[Assignment]:
All lines before the one containing "role.grant(permission.clone());", plus that line itself, are to be printed exactly as they appear below.
[Recorded information Boundary: Start]
use std::collections::{BTreeSet, HashMap, HashSet};

use async_trait::async_trait;
use tokio::sync::Mutex;

use custodia_core::{AppError, AppResult};
use custodia_domain::{AccessControlList, ModelType, ObjectRef, PermissionId, Role, RoleId};

use crate::{
    AccessControlListRepository, AclChange, AclMutation, AuditEvent, AuditRepository,
    RelatedObjectResolver, RoleRepository,
};

pub(crate) fn model(app_label: &str, name: &str) -> ModelType {
    ModelType::new(app_label, name).unwrap_or_else(|_| unreachable!())
}

pub(crate) fn object(app_label: &str, name: &str, object_id: &str) -> ObjectRef {
    ObjectRef::new(model(app_label, name), object_id).unwrap_or_else(|_| unreachable!())
}

pub(crate) fn permission(value: &str) -> PermissionId {
    value.parse().unwrap_or_else(|_| unreachable!())
}

#[derive(Default)]
pub(crate) struct FakeRoleRepository {
    roles: Mutex<HashMap<RoleId, Role>>,
    members: Mutex<HashMap<String, BTreeSet<String>>>,
}

impl FakeRoleRepository {
    /// Seeds a role whose single group contains `subject`.
    pub(crate) async fn seed_role_for(
        &self,
        label: &str,
        subject: &str,
        permissions: &[PermissionId],
    ) -> Role {
        let mut role = Role::new(label).unwrap_or_else(|_| unreachable!());
        for permission in permissions {
            role.grant(permission.clone());
        }
        let group = format!("{label}-group");
        role.add_group(group.as_str()).unwrap_or_else(|_| unreachable!());

        self.roles.lock().await.insert(role.role_id(), role.clone());
        self.members
            .lock()
            .await
            .entry(group)
            .or_default()
            .insert(subject.to_owned());

        role
    }

    async fn edit<F>(&self, role_id: RoleId, change: F) -> AppResult<bool>
    where
        F: FnOnce(&mut Role) -> AppResult<bool> + Send,
    {
        match self.roles.lock().await.get_mut(&role_id) {
            Some(role) => change(role),
            None => Err(AppError::NotFound(format!("role '{role_id}' was not found"))),
        }
    }
}

#[async_trait]
impl RoleRepository for FakeRoleRepository {
    async fn create_role(&self, role: Role) -> AppResult<Role> {
        let mut roles = self.roles.lock().await;
        if roles.values().any(|existing| existing.label() == role.label()) {
            return Err(AppError::Conflict(format!(
                "role '{}' already exists",
                role.label()
            )));
        }

        roles.insert(role.role_id(), role.clone());
        Ok(role)
    }

    async fn find_role(&self, role_id: RoleId) -> AppResult<Option<Role>> {
        Ok(self.roles.lock().await.get(&role_id).cloned())
    }

    async fn list_roles(&self) -> AppResult<Vec<Role>> {
        let mut roles: Vec<Role> = self.roles.lock().await.values().cloned().collect();
        roles.sort_by(|left, right| left.label().cmp(right.label()));
        Ok(roles)
    }

    async fn add_role_permission(
        &self,
        role_id: RoleId,
        permission: &PermissionId,
    ) -> AppResult<bool> {
        self.edit(role_id, |role| Ok(role.grant(permission.clone())))
            .await
    }

    async fn remove_role_permission(
        &self,
        role_id: RoleId,
        permission: &PermissionId,
    ) -> AppResult<bool> {
        self.edit(role_id, |role| Ok(role.revoke(permission))).await
    }

    async fn add_role_group(&self, role_id: RoleId, group: &str) -> AppResult<bool> {
        self.edit(role_id, |role| role.add_group(group)).await
    }

    async fn remove_role_group(&self, role_id: RoleId, group: &str) -> AppResult<bool> {
        self.edit(role_id, |role| Ok(role.remove_group(group))).await
    }

    async fn delete_role(&self, role_id: RoleId) -> AppResult<()> {
        self.roles.lock().await.remove(&role_id);
        Ok(())
    }

    async fn add_group_member(&self, group: &str, subject: &str) -> AppResult<()> {
        self.members
            .lock()
            .await
            .entry(group.to_owned())
            .or_default()
            .insert(subject.to_owned());
        Ok(())
    }

    async fn remove_group_member(&self, group: &str, subject: &str) -> AppResult<()> {
        if let Some(members) = self.members.lock().await.get_mut(group) {
            members.remove(subject);
        }
        Ok(())
    }

    async fn list_group_members(&self, group: &str) -> AppResult<Vec<String>> {
        Ok(self
            .members
            .lock()
            .await
            .get(group)
            .map(|members| members.iter().cloned().collect())
            .unwrap_or_default())
    }

    async fn list_roles_for_subject(&self, subject: &str) -> AppResult<Vec<Role>> {
        let members = self.members.lock().await;
        let groups: HashSet<&String> = members
            .iter()
            .filter_map(|(group, subjects)| subjects.contains(subject).then_some(group))
            .collect();

        Ok(self
            .roles
            .lock()
            .await
            .values()
            .filter(|role| role.groups().iter().any(|group| groups.contains(group)))
            .cloned()
            .collect())
    }
}

#[derive(Default)]
pub(crate) struct FakeAccessControlListRepository {
    pub(crate) acls: Mutex<HashMap<(ObjectRef, RoleId), AccessControlList>>,
    pub(crate) writes: Mutex<usize>,
}

#[async_trait]
impl AccessControlListRepository for FakeAccessControlListRepository {
    async fn find_acl(
        &self,
        target: &ObjectRef,
        role_id: RoleId,
    ) -> AppResult<Option<AccessControlList>> {
        Ok(self
            .acls
            .lock()
            .await
            .get(&(target.clone(), role_id))
            .cloned())
    }

    async fn add_permission(
        &self,
        target: &ObjectRef,
        role_id: RoleId,
        permission: &PermissionId,
    ) -> AppResult<AclMutation> {
        tokio::task::yield_now().await;
        let mut acls = self.acls.lock().await;
        let key = (target.clone(), role_id);
        let change = match acls.get_mut(&key) {
            Some(acl) => {
                if acl.add_permission(permission.clone()) {
                    AclChange::Edited
                } else {
                    AclChange::Unchanged
                }
            }
            None => {
                let mut acl = AccessControlList::new(target.clone(), role_id);
                acl.add_permission(permission.clone());
                acls.insert(key.clone(), acl);
                AclChange::Created
            }
        };
        if change != AclChange::Unchanged {
            *self.writes.lock().await += 1;
        }

        Ok(AclMutation {
            change,
            acl: acls.get(&key).cloned(),
        })
    }

    async fn remove_permission(
        &self,
        target: &ObjectRef,
        role_id: RoleId,
        permission: &PermissionId,
    ) -> AppResult<AclMutation> {
        tokio::task::yield_now().await;
        let mut acls = self.acls.lock().await;
        let key = (target.clone(), role_id);
        let Some(acl) = acls.get_mut(&key) else {
            return Ok(AclMutation {
                change: AclChange::Unchanged,
                acl: None,
            });
        };
        if !acl.remove_permission(permission) {
            return Ok(AclMutation {
                change: AclChange::Unchanged,
                acl: Some(acl.clone()),
            });
        }

        *self.writes.lock().await += 1;
        let remaining = acl.clone();
        let change = if remaining.is_empty() {
            acls.remove(&key);
            AclChange::Deleted
        } else {
            AclChange::Edited
        };

        Ok(AclMutation {
            change,
            acl: Some(remaining),
        })
    }

    async fn delete_acls_for_role(&self, role_id: RoleId) -> AppResult<u64> {
        let mut acls = self.acls.lock().await;
        let before = acls.len();
        acls.retain(|(_, stored_role_id), _| *stored_role_id != role_id);
        Ok((before - acls.len()) as u64)
    }

    async fn list_acls_for_object(&self, target: &ObjectRef) -> AppResult<Vec<AccessControlList>> {
        Ok(self
            .acls
            .lock()
            .await
            .values()
            .filter(|acl| acl.target() == target)
            .cloned()
            .collect())
    }

    async fn list_granted_objects(
        &self,
        role_ids: &[RoleId],
        permission: &PermissionId,
    ) -> AppResult<HashSet<ObjectRef>> {
        Ok(self
            .acls
            .lock()
            .await
            .values()
            .filter(|acl| role_ids.contains(&acl.role_id()) && acl.has_permission(permission))
            .map(|acl| acl.target().clone())
            .collect())
    }
}

#[derive(Default)]
pub(crate) struct FakeRelations {
    relations: Mutex<HashMap<(ObjectRef, String), ObjectRef>>,
}

impl FakeRelations {
    pub(crate) async fn link(&self, child: &ObjectRef, relation: &str, parent: &ObjectRef) {
        self.relations
            .lock()
            .await
            .insert((child.clone(), relation.to_owned()), parent.clone());
    }
}

#[async_trait]
impl RelatedObjectResolver for FakeRelations {
    async fn resolve_related(
        &self,
        object: &ObjectRef,
        relation: &str,
    ) -> AppResult<Option<ObjectRef>> {
        Ok(self
            .relations
            .lock()
            .await
            .get(&(object.clone(), relation.to_owned()))
            .cloned())
    }
}

#[derive(Default)]
pub(crate) struct FakeAuditRepository {
    pub(crate) events: Mutex<Vec<AuditEvent>>,
}

#[async_trait]
impl AuditRepository for FakeAuditRepository {
    async fn append_event(&self, event: AuditEvent) -> AppResult<()> {
        self.events.lock().await.push(event);
        Ok(())
    }
}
[Recorded information Boundary: End]
[Completed exercise]:
use std::collections::{BTreeSet, HashMap, HashSet};

use async_trait::async_trait;
use tokio::sync::Mutex;

use custodia_core::{AppError, AppResult};
use custodia_domain::{AccessControlList, ModelType, ObjectRef, PermissionId, Role, RoleId};

use crate::{
    AccessControlListRepository, AclChange, AclMutation, AuditEvent, AuditRepository,
    RelatedObjectResolver, RoleRepository,
};

pub(crate) fn model(app_label: &str, name: &str) -> ModelType {
    ModelType::new(app_label, name).unwrap_or_else(|_| unreachable!())
}

pub(crate) fn object(app_label: &str, name: &str, object_id: &str) -> ObjectRef {
    ObjectRef::new(model(app_label, name), object_id).unwrap_or_else(|_| unreachable!())
}

pub(crate) fn permission(value: &str) -> PermissionId {
    value.parse().unwrap_or_else(|_| unreachable!())
}

#[derive(Default)]
pub(crate) struct FakeRoleRepository {
    roles: Mutex<HashMap<RoleId, Role>>,
    members: Mutex<HashMap<String, BTreeSet<String>>>,
}

impl FakeRoleRepository {
    /// Seeds a role whose single group contains `subject`.
    pub(crate) async fn seed_role_for(
        &self,
        label: &str,
        subject: &str,
        permissions: &[PermissionId],
    ) -> Role {
        let mut role = Role::new(label).unwrap_or_else(|_| unreachable!());
        for permission in permissions {
            role.grant(permission.clone());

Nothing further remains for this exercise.